At the 2013 麻豆传媒色情片 and 麻豆传媒色情片 Biology Education Meeting in Seattle, a group of BMB educators began discussing the challenges students face when interpreting these biological images. The group agreed that visual literacy requires more deliberate instruction than we often provide, and they recognized that this ability is so foundational in the molecular life sciences that a learner can’t effectively progress in the field without developing it; it is what Jenny Loertscher and the other authors of in CBE—Life Sciences Education termed a “threshold concept.”

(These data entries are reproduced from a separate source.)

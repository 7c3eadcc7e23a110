// src/domain/record.rs

use crate::config::InputsConfig;
use crate::domain::catalog::{self, HouseType, TOWNS};
use crate::errors::ServerError;
use crate::geos::NG_STATES;
use serde::Serialize;
use std::collections::HashMap;

/// Predictor input. Built fresh per interaction and dropped once the
/// predictions come back.
#[derive(Debug, Clone, PartialEq, Serialize)]
pub struct PropertyRecord {
    pub bedrooms: u8,
    pub bathrooms: u8,
    pub toilets: u8,
    pub parking_space: u8,
    pub title: HouseType,
    pub town: String,
    pub state: String,
}

/// A bounded integer input, rendered as a range slider.
#[derive(Debug, Clone, Copy)]
pub struct Slider {
    pub name: &'static str,
    pub label: &'static str,
    pub min: u8,
    pub max: u8,
    pub default: u8,
}

impl Slider {
    pub fn clamp(&self, value: i64) -> u8 {
        value.clamp(self.min as i64, self.max as i64) as u8
    }
}

pub const BEDROOMS: Slider = Slider {
    name: "bedrooms",
    label: "Bedrooms",
    min: 1,
    max: 10,
    default: 3,
};

pub const BATHROOMS: Slider = Slider {
    name: "bathrooms",
    label: "Bathrooms",
    min: 1,
    max: 10,
    default: 3,
};

pub const TOILETS: Slider = Slider {
    name: "toilets",
    label: "Toilets",
    min: 1,
    max: 10,
    default: 3,
};

/// Parking range depends on the deployment, so the max comes from config.
pub fn parking_slider(inputs: &InputsConfig) -> Slider {
    Slider {
        name: "parking_space",
        label: "Parking Space",
        min: 0,
        max: inputs.parking_space_max,
        default: 2.min(inputs.parking_space_max),
    }
}

pub fn sliders(inputs: &InputsConfig) -> [Slider; 4] {
    [BEDROOMS, BATHROOMS, TOILETS, parking_slider(inputs)]
}

/// True when the query carries at least one property input, i.e. the user
/// submitted the form rather than just opening the page.
pub fn has_inputs(params: &HashMap<String, String>) -> bool {
    ["bedrooms", "bathrooms", "toilets", "parking_space", "title", "town", "state"]
        .iter()
        .any(|k| params.contains_key(*k))
}

/// Assemble a [`PropertyRecord`] from form parameters.
///
/// Numbers clamp to their slider range and fall back to the slider default
/// when absent. Categories must be catalog members; an absent category takes
/// the first catalog entry, like an untouched select box.
pub fn assemble(
    params: &HashMap<String, String>,
    inputs: &InputsConfig,
) -> Result<PropertyRecord, ServerError> {
    let [bedrooms, bathrooms, toilets, parking] = sliders(inputs);

    let title = match params.get("title") {
        Some(raw) => HouseType::from_label(raw)
            .ok_or_else(|| ServerError::BadRequest(format!("unknown house type '{raw}'")))?,
        None => HouseType::ALL[0],
    };

    let town = pick_category(params, "town", TOWNS, catalog::is_town)?;
    let state = pick_category(params, "state", NG_STATES, catalog::is_state)?;

    Ok(PropertyRecord {
        bedrooms: read_slider(params, &bedrooms)?,
        bathrooms: read_slider(params, &bathrooms)?,
        toilets: read_slider(params, &toilets)?,
        parking_space: read_slider(params, &parking)?,
        title,
        town,
        state,
    })
}

fn read_slider(params: &HashMap<String, String>, slider: &Slider) -> Result<u8, ServerError> {
    match params.get(slider.name).map(|s| s.trim()) {
        None | Some("") => Ok(slider.default),
        Some(raw) => raw.parse::<i64>().map(|v| slider.clamp(v)).map_err(|_| {
            ServerError::BadRequest(format!("{} must be a whole number", slider.name))
        }),
    }
}

fn pick_category(
    params: &HashMap<String, String>,
    field: &str,
    options: &[&str],
    is_member: fn(&str) -> bool,
) -> Result<String, ServerError> {
    match params.get(field) {
        Some(raw) if is_member(raw) => Ok(raw.clone()),
        Some(raw) => Err(ServerError::BadRequest(format!("unknown {field} '{raw}'"))),
        None => Ok(options[0].to_string()),
    }
}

That meeting is where BioMolViz originated.
After that beginning, Paul Craig of the Rochester Institute of Technology started hosting online meetings to continue these conversations, long before Zoom was a mainstay in our lives. The team, scattered across the U.S., worked to create tools that would help other instructors address visual literacy in their own classrooms.
In 2017, Craig and others published a scaffold of learning objectives, . Then, the group sought funding to host workshops that would teach educators how to use the framework to write questions to evaluate students’ visual literacy. We intended to make the assessment questions broadly available for any interested BMB instructor to use in their classroom, and we wanted a central place to house these assessments. Importantly, an educator new to teaching and evaluating visual literacy should be able to easily identify learning objectives that fit their instruction and search for associated questions.
A decade after that first meeting, BioMolViz launched our library of instructor tools. To mark that accomplishment, we offer our individual perspectives — and some reflections from other members of the community.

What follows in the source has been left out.